Read through the entries below and return each line with the word "PathBuf".

Collected data:
::::::

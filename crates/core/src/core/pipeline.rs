//! Seams between the training core and its collaborators.
//!
//! Ingestion, word splitting and persistence live outside the core; these
//! traits are the whole contract the core needs from them.

use crate::config::{NormalizerConfig, TrainerConfig};
use crate::core::vocab::VocabularyList;
use crate::error::Result;

/// A sentence and the number of times it is counted.
#[derive(Debug, Clone, PartialEq, Eq)]
pub struct SentenceEntry {
    pub text: String,
    pub weight: u64,
}

impl SentenceEntry {
    pub fn new(text: impl Into<String>, weight: u64) -> Self {
        Self {
            text: text.into(),
            weight,
        }
    }
}

/// Supplies the corpus as an ordered sequence of weighted sentences.
pub trait SentenceSource {
    fn load_sentences(&mut self) -> Result<Vec<SentenceEntry>>;
}

/// In-memory corpora are their own source.
impl SentenceSource for Vec<SentenceEntry> {
    fn load_sentences(&mut self) -> Result<Vec<SentenceEntry>> {
        Ok(std::mem::take(self))
    }
}

/// Splits a sentence into word substrings.
///
/// Implementations must be pure: the same input always yields the same words.
pub trait WordSplit {
    fn split_into_words<'a>(&self, sentence: &'a str) -> Vec<&'a str>;
}

/// Durably stores a finished training run.
pub trait ModelWriter {
    fn write(
        &self,
        trainer: &TrainerConfig,
        normalizer: &NormalizerConfig,
        vocab: &VocabularyList,
    ) -> Result<()>;
}
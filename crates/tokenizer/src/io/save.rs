//! Save functionality for trained word models.
//!
//! This module writes `<prefix>.model` and `<prefix>.vocab` for a finished
//! training run.

use super::format::{prefixed_path, SerializedModel, MODEL_EXTENSION, VOCAB_EXTENSION};
use std::fs::File;
use std::io::{BufWriter, Write};
use std::path::{Path, PathBuf};
use wordvocab_core::{
    ModelWriter, NormalizerConfig, Result, TokenizerError, TrainerConfig, Vocabulary,
    VocabularyList,
};

/// Model saver - handles saving trained models.
#[derive(Debug, Clone)]
pub struct ModelSaver {
    /// Output prefix
    prefix: PathBuf,
}

impl ModelSaver {
    /// Create a saver writing next to `prefix`.
    pub fn new(prefix: impl Into<PathBuf>) -> Result<Self> {
        let prefix = prefix.into();
        if prefix.as_os_str().is_empty() {
            return Err(TokenizerError::invalid_config(
                "model_prefix",
                "must not be empty",
            ));
        }
        Ok(Self { prefix })
    }

    /// Create a saver for the trainer's `model_prefix`.
    pub fn from_config(trainer: &TrainerConfig) -> Result<Self> {
        Self::new(&trainer.model_prefix)
    }

    /// Path of the JSON model file.
    pub fn model_path(&self) -> PathBuf {
        prefixed_path(&self.prefix, MODEL_EXTENSION)
    }

    /// Path of the vocabulary listing.
    pub fn vocab_path(&self) -> PathBuf {
        prefixed_path(&self.prefix, VOCAB_EXTENSION)
    }

    /// Serialize the model to a structure.
    fn serialize(
        trainer: &TrainerConfig,
        normalizer: &NormalizerConfig,
        vocab: &Vocabulary,
    ) -> SerializedModel {
        SerializedModel {
            version: crate::VERSION.to_string(),
            trainer: trainer.clone(),
            normalizer: normalizer.clone(),
            pieces: vocab.pieces().to_vec(),
        }
    }

    fn create(path: &Path) -> Result<BufWriter<File>> {
        if let Some(parent) = path.parent().filter(|p| !p.as_os_str().is_empty()) {
            std::fs::create_dir_all(parent).map_err(|e| TokenizerError::io(parent, e))?;
        }
        let file = File::create(path).map_err(|e| TokenizerError::io(path, e))?;
        Ok(BufWriter::new(file))
    }

    fn write_model(&self, model: &SerializedModel) -> Result<()> {
        let path = self.model_path();
        let mut writer = Self::create(&path)?;
        serde_json::to_writer_pretty(&mut writer, model)
            .map_err(|e| TokenizerError::Save(format!("Failed to serialize model: {}", e)))?;
        writer.flush().map_err(|e| TokenizerError::io(&path, e))
    }

    fn write_vocab(&self, vocab: &Vocabulary) -> Result<()> {
        let path = self.vocab_path();
        let mut writer = Self::create(&path)?;
        for piece in vocab.pieces() {
            writeln!(writer, "{}\t{}", piece.piece, piece.score)
                .map_err(|e| TokenizerError::io(&path, e))?;
        }
        writer.flush().map_err(|e| TokenizerError::io(&path, e))
    }
}

impl ModelWriter for ModelSaver {
    fn write(
        &self,
        trainer: &TrainerConfig,
        normalizer: &NormalizerConfig,
        learned: &VocabularyList,
    ) -> Result<()> {
        // Build everything before touching the file system.
        let vocab = Vocabulary::from_trained(trainer, learned)?;
        let model = Self::serialize(trainer, normalizer, &vocab);

        self.write_model(&model)?;
        self.write_vocab(&vocab)?;

        tracing::info!(
            model = %self.model_path().display(),
            pieces = vocab.len(),
            "Saved word model"
        );
        Ok(())
    }
}

#[cfg(test)]
mod tests {
    use super::*;
    use wordvocab_core::VocabularyEntry;

    fn learned() -> VocabularyList {
        VocabularyList::new(vec![
            VocabularyEntry::new("\u{2581}a", -0.5),
            VocabularyEntry::new("\u{2581}b", -1.25),
        ])
    }

    #[test]
    fn test_serialize() {
        let trainer = TrainerConfig::default();
        let vocab = Vocabulary::from_trained(&trainer, &learned()).unwrap();
        let serialized = ModelSaver::serialize(&trainer, &NormalizerConfig::default(), &vocab);

        assert_eq!(serialized.pieces.len(), 5);
        assert_eq!(serialized.version, env!("CARGO_PKG_VERSION"));
    }

    #[test]
    fn test_write_files() {
        let dir = std::env::temp_dir().join("wordvocab_test_save");
        let saver = ModelSaver::new(dir.join("nested").join("word")).unwrap();
        saver
            .write(
                &TrainerConfig::default(),
                &NormalizerConfig::default(),
                &learned(),
            )
            .unwrap();

        let listing = std::fs::read_to_string(saver.vocab_path()).unwrap();
        let lines: Vec<&str> = listing.lines().collect();
        assert_eq!(
            lines,
            ["<unk>\t0", "<s>\t0", "</s>\t0", "\u{2581}a\t-0.5", "\u{2581}b\t-1.25"]
        );
        assert!(saver.model_path().exists());

        std::fs::remove_dir_all(dir).ok();
    }

    #[test]
    fn test_nothing_written_on_invalid_vocabulary() {
        let dir = std::env::temp_dir().join("wordvocab_test_save_invalid");
        let saver = ModelSaver::new(dir.join("word")).unwrap();
        let clash = VocabularyList::new(vec![VocabularyEntry::new("<unk>", -0.1)]);

        assert!(saver
            .write(&TrainerConfig::default(), &NormalizerConfig::default(), &clash)
            .is_err());
        assert!(!saver.model_path().exists());
        assert!(!saver.vocab_path().exists());
    }

    #[test]
    fn test_requires_prefix() {
        assert!(matches!(
            ModelSaver::from_config(&TrainerConfig::default()),
            Err(TokenizerError::InvalidConfig {
                field: "model_prefix",
                ..
            })
        ));
    }
}
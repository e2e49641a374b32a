//! Data model shared by training, persistence and encoding.
//!
//! This module contains the vocabulary types produced by training and the
//! traits that connect the training core to its collaborators.

pub mod pipeline;
pub mod vocab;

pub use pipeline::{ModelWriter, SentenceEntry, SentenceSource, WordSplit};
pub use vocab::{Piece, PieceKind, SpecialTokens, VocabularyEntry, VocabularyList, Vocabulary};
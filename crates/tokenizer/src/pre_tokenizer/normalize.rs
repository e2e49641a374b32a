//! Text normalization for pre-tokenization.
//!
//! Applies Unicode normalization (NFC, NFD, NFKC, NFKD), whitespace cleanup
//! and whitespace escaping. With escaping enabled every space becomes `▁`
//! (U+2581), so word boundaries survive as part of the words themselves.

use unicode_normalization::UnicodeNormalization;
use wordvocab_core::{NormalizationForm, NormalizerConfig};

/// Meta space character that replaces ASCII spaces.
pub const META_SPACE: char = '\u{2581}';

const META_SPACE_STR: &str = "\u{2581}";

/// Text normalizer.
#[derive(Debug, Clone)]
pub struct Normalizer {
    config: NormalizerConfig,
}

impl Normalizer {
    /// Create a new normalizer.
    pub fn new(config: NormalizerConfig) -> Self {
        Self { config }
    }

    /// Normalizer that only applies a Unicode form and leaves spaces alone.
    pub fn unicode_only(form: NormalizationForm) -> Self {
        Self::new(NormalizerConfig {
            normalization: form,
            add_dummy_prefix: false,
            remove_extra_whitespaces: false,
            escape_whitespaces: false,
        })
    }

    /// Normalize text.
    ///
    /// Returns an empty string when nothing but whitespace remains and
    /// whitespace removal is enabled.
    pub fn normalize(&self, text: &str) -> String {
        let unicode: String = match self.config.normalization {
            NormalizationForm::Nfc => text.nfc().collect(),
            NormalizationForm::Nfd => text.nfd().collect(),
            NormalizationForm::Nfkc => text.nfkc().collect(),
            NormalizationForm::Nfkd => text.nfkd().collect(),
            NormalizationForm::None => text.to_string(),
        };

        let spaced = if self.config.remove_extra_whitespaces {
            collapse_whitespace(&unicode)
        } else {
            unicode
        };
        if spaced.is_empty() {
            return spaced;
        }

        let mut out = String::with_capacity(spaced.len() + 3);
        if self.config.add_dummy_prefix {
            out.push(' ');
        }
        out.push_str(&spaced);

        if self.config.escape_whitespaces {
            out.replace(' ', META_SPACE_STR)
        } else {
            out
        }
    }

    /// Undo whitespace escaping and the dummy prefix.
    pub fn denormalize(&self, text: &str) -> String {
        let unescaped = if self.config.escape_whitespaces {
            text.replace(META_SPACE, " ")
        } else {
            text.to_string()
        };
        match unescaped.strip_prefix(' ') {
            Some(rest) if self.config.add_dummy_prefix => rest.to_string(),
            _ => unescaped,
        }
    }
}

impl Default for Normalizer {
    fn default() -> Self {
        Self::new(NormalizerConfig::default())
    }
}

/// Trim and replace every run of whitespace with a single space.
fn collapse_whitespace(text: &str) -> String {
    let mut out = String::with_capacity(text.len());
    for word in text.split_whitespace() {
        if !out.is_empty() {
            out.push(' ');
        }
        out.push_str(word);
    }
    out
}

#[cfg(test)]
mod tests {
    use super::*;

    #[test]
    fn test_nfc_normalization() {
        let normalizer = Normalizer::unicode_only(NormalizationForm::Nfc);
        // Combining characters
        let text = "e\u{0301}"; // e + combining acute accent
        let result = normalizer.normalize(text);
        assert_eq!(result, "\u{00e9}"); // é as single character
    }

    #[test]
    fn test_nfd_normalization() {
        let normalizer = Normalizer::unicode_only(NormalizationForm::Nfd);
        let text = "\u{00e9}"; // é as single character
        let result = normalizer.normalize(text);
        assert_eq!(result, "e\u{0301}"); // é decomposed
    }

    #[test]
    fn test_nfkc_folds_compatibility_forms() {
        let normalizer = Normalizer::unicode_only(NormalizationForm::Nfkc);
        assert_eq!(normalizer.normalize("\u{FF21}\u{FB01}"), "Afi");
    }

    #[test]
    fn test_no_normalization() {
        let normalizer = Normalizer::unicode_only(NormalizationForm::None);
        let text = "Hello  world";
        assert_eq!(normalizer.normalize(text), "Hello  world");
    }

    #[test]
    fn test_escape_whitespaces() {
        let normalizer = Normalizer::default();
        assert_eq!(
            normalizer.normalize("  hello \t world "),
            "\u{2581}hello\u{2581}world"
        );
    }

    #[test]
    fn test_blank_line_normalizes_to_empty() {
        let normalizer = Normalizer::default();
        assert_eq!(normalizer.normalize(" \t "), "");
    }

    #[test]
    fn test_without_dummy_prefix() {
        let normalizer = Normalizer::new(NormalizerConfig {
            add_dummy_prefix: false,
            ..Default::default()
        });
        assert_eq!(normalizer.normalize("a b"), "a\u{2581}b");
    }

    #[test]
    fn test_denormalize() {
        let normalizer = Normalizer::default();
        let normalized = normalizer.normalize("hello world");
        assert_eq!(normalizer.denormalize(&normalized), "hello world");
    }
}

::::::

• Finished task:
use std::path::{Path, PathBuf};
    prefix: PathBuf,
    pub fn new(prefix: impl Into<PathBuf>) -> Result<Self> {
    pub fn model_path(&self) -> PathBuf {
    pub fn vocab_path(&self) -> PathBuf {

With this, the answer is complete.